Wikstrom was hired to revamp the soft luxury unit, which was struggling to turn a profit with Lancel, Dunhill, Chloe, Hong Kong fashion house Shanghai Tang, and Parisian designer Azzedine Alaia.
Particularly disappointing has been Chloe, whose founder Gaby Aghion pioneered the concept of luxury pret-a-porter, or ready-to-wear, in the 1950s, becoming the first company to sell high fashion off the rack instead of tailored to individual customers.
The label has never really recovered from the 2006 departure of Phoebe Philo, a designer who introduced hits such as $700 Paddington bags. In 2009, Richemont froze the brand’s planned store openings, then in 2011, Wikstrom named Clare Waight Keller as creative director.
Chloe “seems to have moved backward since it lost” Philo, said Luca Solca, an analyst at Exane BNP Paribas in London.
Revenue at Lancel was “broadly flat” in Richemont’s most-recent fiscal year, hurt by the brand’s focus on France, the company said last week. Richemont paid about 342 million Swiss francs ($352 million) in 1997 for Lancel, which started selling accessories and luggage in the early 1900s. Last year, Wikstrom added Peter Millar LLC, a North Carolina-based sportswear maker, only the third acquisition by Richemont during her tenure.
“You don’t buy Richemont for its fashion offering,” said Mathew Menezes, an analyst at Avior Research in Johannesburg. “I wouldn’t say the fashion business has been badly run, but it has struggled.”
The business has gotten a sales boost from Net-a-Porter, a Web store for luxury goods that Richemont bought in 2010. The unit’s sales have grown faster than the rest of the company’s, convincing Richemont to start selling brands such as Cartier and Montblanc online. Net-a-Porter last year trimmed its loss by half, to 19 million euros.
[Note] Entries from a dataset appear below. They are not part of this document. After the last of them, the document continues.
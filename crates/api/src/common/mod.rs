pub mod email;
pub mod users;
pub mod votes;
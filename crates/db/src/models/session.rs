use anyhow::anyhow;
use chrono::{DateTime, Utc};
use diesel::{delete, insert_into, prelude::*, result::Error::NotFound};
use diesel_async::{pooled_connection::deadpool::Pool, AsyncPgConnection, RunQueryDsl};

use crate::{models::User, schema::sessions, types::DbId, utils::random_string};

#[derive(Queryable, Identifiable, Insertable, Selectable, Debug, PartialEq, Clone, Eq)]
#[diesel(table_name = sessions)]
pub struct Session {
    pub id: DbId,
    pub token: String,
    pub user_id: DbId,
    pub published: DateTime<Utc>,
}

impl Session {
    pub async fn create(
        user_id: DbId,
        db_pool: &Pool<AsyncPgConnection>,
    ) -> Result<Self, anyhow::Error> {
        let session = Session {
            id: DbId::default(),
            token: random_string(60),
            user_id,
            published: Utc::now(),
        };

        Ok(insert_into(sessions::table)
            .values(session.clone())
            .get_result::<Session>(&mut db_pool.get().await?)
            .await?)
    }

    pub async fn by_token(
        token: &str,
        db_pool: &Pool<AsyncPgConnection>,
    ) -> Result<Option<Self>, anyhow::Error> {
        let session = sessions::table
            .filter(sessions::token.eq(token.to_string()))
            .first::<Self>(&mut db_pool.get().await?)
            .await;
        match session {
            Ok(session) => Ok(Some(session)),
            Err(NotFound) => Ok(None),
            Err(err) => Err(err.into()),
        }
    }

    pub async fn user(&self, db_pool: &Pool<AsyncPgConnection>) -> Result<User, anyhow::Error> {
        User::by_id(&self.user_id, db_pool)
            .await?
            .ok_or(anyhow!("This wasn't supposed to happen"))
    }

    pub async fn delete(&self, db_pool: &Pool<AsyncPgConnection>) -> anyhow::Result<()> {
        delete(sessions::table.filter(sessions::id.eq(&self.id)))
            .execute(&mut db_pool.get().await?)
            .await?;
        Ok(())
    }
}
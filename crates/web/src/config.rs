use serde::Deserialize;

#[derive(Clone, Deserialize)]
pub struct Config {
    pub web: Web,
    pub database: Database,
    pub redis: Redis,
}

#[derive(Clone, Deserialize)]
pub struct Web {
    pub domain: String,
    pub port: u16,
    #[serde(default = "host_default")]
    pub host: String,
}

#[derive(Clone, Deserialize)]
pub struct Database {
    pub uri: String,
}

#[derive(Clone, Deserialize)]
pub struct Redis {
    pub uri: String,
}

fn host_default() -> String {
    String::from("0.0.0.0")
}
//! The vote transition engine.
//!
//! A vote request lands here with an authenticated user, a post id and a
//! direction. The engine reads the user's current vote row straight from
//! the store (never through the per-request cache, which may hold state
//! from before an earlier mutation), decides what has to change, and
//! applies the vote row write and the `posts.points` delta inside one
//! transaction. A vote that is recorded without moving the score (or the
//! other way round) is the one failure mode this module exists to rule
//! out.

use chrono::Utc;
use db::{
    models::Updoot,
    schema::{posts, updoots},
    types::{DbId, VoteDirection},
};
use diesel::{insert_into, prelude::*};
use diesel_async::{
    pooled_connection::deadpool::Pool, scoped_futures::ScopedFutureExt, AsyncConnection,
    AsyncPgConnection, RunQueryDsl,
};
use thiserror::Error;

#[derive(Debug, Error)]
pub enum VoteError {
    #[error("post not found")]
    NotFound,
    #[error(transparent)]
    Store(#[from] anyhow::Error),
}

impl From<diesel::result::Error> for VoteError {
    fn from(err: diesel::result::Error) -> Self {
        VoteError::Store(err.into())
    }
}

#[derive(Debug, Clone, Copy, PartialEq, Eq)]
pub enum VoteOutcome {
    /// First vote by this user on this post.
    Created,
    /// The user flipped an existing vote to the other direction.
    Switched,
    /// Same direction as the recorded vote; nothing was written.
    Unchanged,
}

#[derive(Debug, PartialEq, Eq)]
enum Transition {
    Insert { delta: i32 },
    Switch { delta: i32 },
    Noop,
}

/// The whole algorithm, minus I/O. A fresh vote contributes its own value;
/// flipping an existing vote has to retract the old contribution and apply
/// the new one, hence the factor of two.
fn transition(existing: Option<i32>, value: i32) -> Transition {
    match existing {
        None => Transition::Insert { delta: value },
        Some(recorded) if recorded == value => Transition::Noop,
        Some(_) => Transition::Switch { delta: 2 * value },
    }
}

/// Applies `user`'s vote on `post_id`. Re-casting the recorded direction is
/// an idempotent success. Both writes commit together or not at all; the
/// `FOR UPDATE` read serializes two in-flight votes on the same row, so
/// neither can compute its delta from a state the other is about to
/// replace.
pub async fn vote(
    user_id: &DbId,
    post_id: &DbId,
    direction: VoteDirection,
    db_pool: &Pool<AsyncPgConnection>,
) -> Result<VoteOutcome, VoteError> {
    let mut conn = db_pool.get().await.map_err(anyhow::Error::from)?;
    let value = direction.value();
    let post_id = post_id.clone();
    let user_id = user_id.clone();

    conn.transaction::<VoteOutcome, VoteError, _>(|conn| {
        async move {
            let existing = updoots::table
                .filter(updoots::post_id.eq(&post_id))
                .filter(updoots::user_id.eq(&user_id))
                .select(updoots::value)
                .for_update()
                .first::<i32>(conn)
                .await
                .optional()?;

            match transition(existing, value) {
                Transition::Noop => Ok(VoteOutcome::Unchanged),
                Transition::Insert { delta } => {
                    // The points update doubles as the existence check and
                    // takes the post's row lock before the vote row is
                    // written.
                    apply_points(conn, &post_id, delta).await?;

                    insert_into(updoots::table)
                        .values(Updoot {
                            post_id: post_id.clone(),
                            user_id: user_id.clone(),
                            value,
                            published: Utc::now(),
                        })
                        .execute(conn)
                        .await?;

                    Ok(VoteOutcome::Created)
                }
                Transition::Switch { delta } => {
                    apply_points(conn, &post_id, delta).await?;

                    diesel::update(
                        updoots::table
                            .filter(updoots::post_id.eq(&post_id))
                            .filter(updoots::user_id.eq(&user_id)),
                    )
                    .set(updoots::value.eq(value))
                    .execute(conn)
                    .await?;

                    Ok(VoteOutcome::Switched)
                }
            }
        }
        .scope_boxed()
    })
    .await
}

async fn apply_points(
    conn: &mut AsyncPgConnection,
    post_id: &DbId,
    delta: i32,
) -> Result<(), VoteError> {
    let rows_affected = diesel::update(posts::table.filter(posts::id.eq(post_id)))
        .set(posts::points.eq(posts::points + delta))
        .execute(conn)
        .await?;

    if rows_affected == 0 {
        return Err(VoteError::NotFound);
    }

    Ok(())
}

#[cfg(test)]
mod tests {
    use super::{transition, Transition};

    #[test]
    fn first_vote_contributes_its_own_value() {
        assert_eq!(transition(None, 1), Transition::Insert { delta: 1 });
        assert_eq!(transition(None, -1), Transition::Insert { delta: -1 });
    }

    #[test]
    fn repeated_direction_changes_nothing() {
        assert_eq!(transition(Some(1), 1), Transition::Noop);
        assert_eq!(transition(Some(-1), -1), Transition::Noop);
    }

    #[test]
    fn flipping_moves_points_by_two() {
        assert_eq!(transition(Some(-1), 1), Transition::Switch { delta: 2 });
        assert_eq!(transition(Some(1), -1), Transition::Switch { delta: -2 });
    }
}
//! Per-request batch loaders.
//!
//! Building a page of post views needs the author of every post and the
//! requesting user's own vote on every post. Loading those one row at a
//! time costs two queries per post; a loader collects every key requested
//! while the current task is still doing synchronous work, then resolves
//! the whole set with one grouped query and hands each caller its own
//! value back.
//!
//! Loaders are constructed fresh for every incoming request by
//! [`loaders_middleware`] and travel through request extensions. They hold
//! an unbounded memo of everything they have resolved, so sharing one
//! across requests would leak memory and serve stale rows.

use std::{
    collections::{HashMap, HashSet},
    hash::Hash,
    sync::{Arc, Mutex},
};

use anyhow::anyhow;
use async_trait::async_trait;
use axum::{extract::State, http::Request, middleware::Next, response::Response};
use db::{
    models::{Updoot, User},
    types::DbId,
};
use diesel_async::{pooled_connection::deadpool::Pool, AsyncPgConnection};
use tokio::sync::oneshot;
use web::AppState;

/// The grouped fetch behind a loader: given every distinct key collected in
/// one batch, return whatever the store has for them. Keys with no row are
/// simply absent from the map.
#[async_trait]
pub trait BatchFn<K, V>: Send + Sync + 'static {
    async fn fetch(&self, keys: &[K]) -> anyhow::Result<HashMap<K, V>>;
}

type Waiter<V> = oneshot::Sender<Result<Option<V>, Arc<anyhow::Error>>>;

struct Shared<K, V> {
    waiters: Vec<(K, Waiter<V>)>,
    dispatch_scheduled: bool,
    /// Everything this loader has already resolved, absence included.
    /// Grows for the lifetime of one request and is dropped with it.
    resolved: HashMap<K, Option<V>>,
}

pub struct Loader<K, V> {
    batch_fn: Arc<dyn BatchFn<K, V>>,
    shared: Arc<Mutex<Shared<K, V>>>,
}

impl<K, V> Clone for Loader<K, V> {
    fn clone(&self) -> Self {
        Loader {
            batch_fn: Arc::clone(&self.batch_fn),
            shared: Arc::clone(&self.shared),
        }
    }
}

impl<K, V> Loader<K, V>
where
    K: Clone + Eq + Hash + Send + Sync + 'static,
    V: Clone + Send + Sync + 'static,
{
    pub fn new(batch_fn: impl BatchFn<K, V>) -> Self {
        Loader {
            batch_fn: Arc::new(batch_fn),
            shared: Arc::new(Mutex::new(Shared {
                waiters: Vec::new(),
                dispatch_scheduled: false,
                resolved: HashMap::new(),
            })),
        }
    }

    /// Queues `key` into the current batch and resolves once the batch is
    /// fetched. Duplicate keys are fetched once and answered to every
    /// caller; keys resolved earlier in the request are answered from the
    /// memo without touching the store. `None` means there is no row for
    /// the key.
    pub async fn load(&self, key: K) -> anyhow::Result<Option<V>> {
        let (tx, rx) = oneshot::channel();
        {
            let mut shared = self.shared.lock().expect("loader mutex poisoned");

            if let Some(value) = shared.resolved.get(&key) {
                return Ok(value.clone());
            }
            shared.waiters.push((key, tx));

            if !shared.dispatch_scheduled {
                shared.dispatch_scheduled = true;
                let batch_fn = Arc::clone(&self.batch_fn);
                let shared = Arc::clone(&self.shared);
                tokio::spawn(async move {
                    // Every load() issued during the current synchronous
                    // phase must get its key in before the batch closes.
                    tokio::task::yield_now().await;
                    dispatch(batch_fn, shared).await;
                });
            }
        }

        match rx.await {
            Ok(Ok(value)) => Ok(value),
            Ok(Err(err)) => Err(anyhow!("batched fetch failed: {}", err)),
            Err(_) => Err(anyhow!("batched fetch was dropped before resolving")),
        }
    }
}

async fn dispatch<K, V>(batch_fn: Arc<dyn BatchFn<K, V>>, shared: Arc<Mutex<Shared<K, V>>>)
where
    K: Clone + Eq + Hash + Send + Sync + 'static,
    V: Clone + Send + Sync + 'static,
{
    let waiters = {
        let mut shared = shared.lock().expect("loader mutex poisoned");
        shared.dispatch_scheduled = false;
        std::mem::take(&mut shared.waiters)
    };
    if waiters.is_empty() {
        return;
    }

    // Deduplicate, keeping first-request order.
    let mut seen = HashSet::new();
    let mut unique = Vec::new();
    for (key, _) in &waiters {
        if seen.insert(key.clone()) {
            unique.push(key.clone());
        }
    }

    match batch_fn.fetch(&unique).await {
        Ok(values) => {
            {
                let mut shared = shared.lock().expect("loader mutex poisoned");
                for key in &unique {
                    shared
                        .resolved
                        .insert(key.clone(), values.get(key).cloned());
                }
            }
            for (key, waiter) in waiters {
                let _ = waiter.send(Ok(values.get(&key).cloned()));
            }
        }
        Err(err) => {
            // One failed fetch fails every caller waiting on this batch;
            // nothing is memoized, so a later load may retry.
            let err = Arc::new(err);
            for (_, waiter) in waiters {
                let _ = waiter.send(Err(Arc::clone(&err)));
            }
        }
    }
}

pub struct UserBatch {
    db_pool: Pool<AsyncPgConnection>,
}

#[async_trait]
impl BatchFn<DbId, User> for UserBatch {
    async fn fetch(&self, keys: &[DbId]) -> anyhow::Result<HashMap<DbId, User>> {
        let users = User::by_ids(keys, &self.db_pool).await?;
        Ok(users
            .into_iter()
            .map(|user| (user.id.clone(), user))
            .collect())
    }
}

pub struct VoteBatch {
    db_pool: Pool<AsyncPgConnection>,
}

#[async_trait]
impl BatchFn<(DbId, DbId), i32> for VoteBatch {
    async fn fetch(&self, keys: &[(DbId, DbId)]) -> anyhow::Result<HashMap<(DbId, DbId), i32>> {
        let updoots = Updoot::by_keys(keys, &self.db_pool).await?;

        // The store query matches a superset of the requested pairs; keep
        // only the exact keys this batch asked for.
        let mut by_key: HashMap<(DbId, DbId), i32> = updoots
            .into_iter()
            .map(|updoot| ((updoot.post_id, updoot.user_id), updoot.value))
            .collect();

        Ok(keys
            .iter()
            .filter_map(|key| by_key.remove(key).map(|value| (key.clone(), value)))
            .collect())
    }
}

pub type UserLoader = Loader<DbId, User>;
pub type VoteLoader = Loader<(DbId, DbId), i32>;

#[derive(Clone)]
pub struct Loaders {
    pub users: UserLoader,
    pub votes: VoteLoader,
}

impl Loaders {
    pub fn new(db_pool: &Pool<AsyncPgConnection>) -> Self {
        Loaders {
            users: Loader::new(UserBatch {
                db_pool: db_pool.clone(),
            }),
            votes: Loader::new(VoteBatch {
                db_pool: db_pool.clone(),
            }),
        }
    }
}

/// Hands every request its own pair of loaders.
pub async fn loaders_middleware<B>(
    State(state): State<Arc<AppState>>,
    mut request: Request<B>,
    next: Next<B>,
) -> Response {
    request
        .extensions_mut()
        .insert(Loaders::new(&state.db_pool));
    next.run(request).await
}

#[cfg(test)]
mod tests {
    use std::sync::atomic::{AtomicUsize, Ordering};

    use futures::future::join_all;

    use super::*;

    struct CountingBatch {
        calls: Arc<AtomicUsize>,
        batches: Arc<Mutex<Vec<Vec<u32>>>>,
    }

    #[async_trait]
    impl BatchFn<u32, String> for CountingBatch {
        async fn fetch(&self, keys: &[u32]) -> anyhow::Result<HashMap<u32, String>> {
            self.calls.fetch_add(1, Ordering::SeqCst);
            self.batches.lock().unwrap().push(keys.to_vec());
            Ok(keys.iter().map(|key| (*key, format!("row-{key}"))).collect())
        }
    }

    struct FailingBatch;

    #[async_trait]
    impl BatchFn<u32, String> for FailingBatch {
        async fn fetch(&self, _keys: &[u32]) -> anyhow::Result<HashMap<u32, String>> {
            Err(anyhow!("connection reset"))
        }
    }

    struct SparseBatch;

    #[async_trait]
    impl BatchFn<u32, String> for SparseBatch {
        async fn fetch(&self, keys: &[u32]) -> anyhow::Result<HashMap<u32, String>> {
            Ok(keys
                .iter()
                .filter(|key| **key % 2 == 0)
                .map(|key| (*key, format!("row-{key}")))
                .collect())
        }
    }

    #[tokio::test]
    async fn ten_concurrent_loads_issue_one_fetch() {
        let calls = Arc::new(AtomicUsize::new(0));
        let batches = Arc::new(Mutex::new(Vec::new()));
        let loader = Loader::new(CountingBatch {
            calls: Arc::clone(&calls),
            batches: Arc::clone(&batches),
        });

        let results = join_all((0..10u32).map(|key| loader.load(key))).await;

        assert_eq!(calls.load(Ordering::SeqCst), 1);
        for (key, result) in results.into_iter().enumerate() {
            assert_eq!(result.unwrap(), Some(format!("row-{key}")));
        }
    }

    #[tokio::test]
    async fn duplicate_keys_fetch_once_and_answer_everyone() {
        let calls = Arc::new(AtomicUsize::new(0));
        let batches = Arc::new(Mutex::new(Vec::new()));
        let loader = Loader::new(CountingBatch {
            calls: Arc::clone(&calls),
            batches: Arc::clone(&batches),
        });

        let keys = [3u32, 1, 3, 2, 1, 3];
        let results = join_all(keys.iter().map(|key| loader.load(*key))).await;

        // Each caller gets the value for the key it asked for, in the
        // order it asked, duplicates included.
        for (key, result) in keys.iter().zip(results) {
            assert_eq!(result.unwrap(), Some(format!("row-{key}")));
        }

        // The underlying fetch saw each key once, first-request order.
        assert_eq!(calls.load(Ordering::SeqCst), 1);
        assert_eq!(*batches.lock().unwrap(), vec![vec![3, 1, 2]]);
    }

    #[tokio::test]
    async fn absent_rows_resolve_to_none() {
        let loader = Loader::new(SparseBatch);

        let results = join_all([2u32, 5, 4].map(|key| loader.load(key))).await;
        let results: Vec<Option<String>> = results.into_iter().map(|r| r.unwrap()).collect();

        assert_eq!(
            results,
            vec![Some(String::from("row-2")), None, Some(String::from("row-4"))]
        );
    }

    #[tokio::test]
    async fn fetch_failure_reaches_every_waiter() {
        let loader = Loader::new(FailingBatch);

        let results = join_all((0..4u32).map(|key| loader.load(key))).await;

        assert_eq!(results.len(), 4);
        for result in results {
            let err = result.unwrap_err();
            assert!(err.to_string().contains("connection reset"));
        }
    }

    #[tokio::test]
    async fn loads_after_dispatch_start_a_new_batch() {
        let calls = Arc::new(AtomicUsize::new(0));
        let batches = Arc::new(Mutex::new(Vec::new()));
        let loader = Loader::new(CountingBatch {
            calls: Arc::clone(&calls),
            batches: Arc::clone(&batches),
        });

        assert_eq!(loader.load(1).await.unwrap(), Some(String::from("row-1")));
        assert_eq!(loader.load(2).await.unwrap(), Some(String::from("row-2")));

        assert_eq!(calls.load(Ordering::SeqCst), 2);
        assert_eq!(*batches.lock().unwrap(), vec![vec![1], vec![2]]);
    }

    #[tokio::test]
    async fn resolved_keys_are_served_from_the_memo() {
        let calls = Arc::new(AtomicUsize::new(0));
        let batches = Arc::new(Mutex::new(Vec::new()));
        let loader = Loader::new(CountingBatch {
            calls: Arc::clone(&calls),
            batches: Arc::clone(&batches),
        });

        assert_eq!(loader.load(7).await.unwrap(), Some(String::from("row-7")));
        assert_eq!(loader.load(7).await.unwrap(), Some(String::from("row-7")));

        assert_eq!(calls.load(Ordering::SeqCst), 1);
    }
}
Rupert told analysts at a May 16 meeting that Richemont doesn’t plan to buy any big companies. While watchmaker Panerai and jeweler Van Cleef & Arpels, which Richemont purchased in the early 2000s, have been a success, he said the company’s record on acquisitions is mixed.
“We talk about Van Cleef and about my baby Panerai, but we don’t talk about a load of rubbish that I also had a hand in buying,” Rupert said. “OK, so we haven’t always been that successful. Maybe we’ve got to cull our bad investments quicker. Not maybe, we should.”
Wikstrom was quick to point out the rubbish “may not just be in the fashion and accessories portfolio.”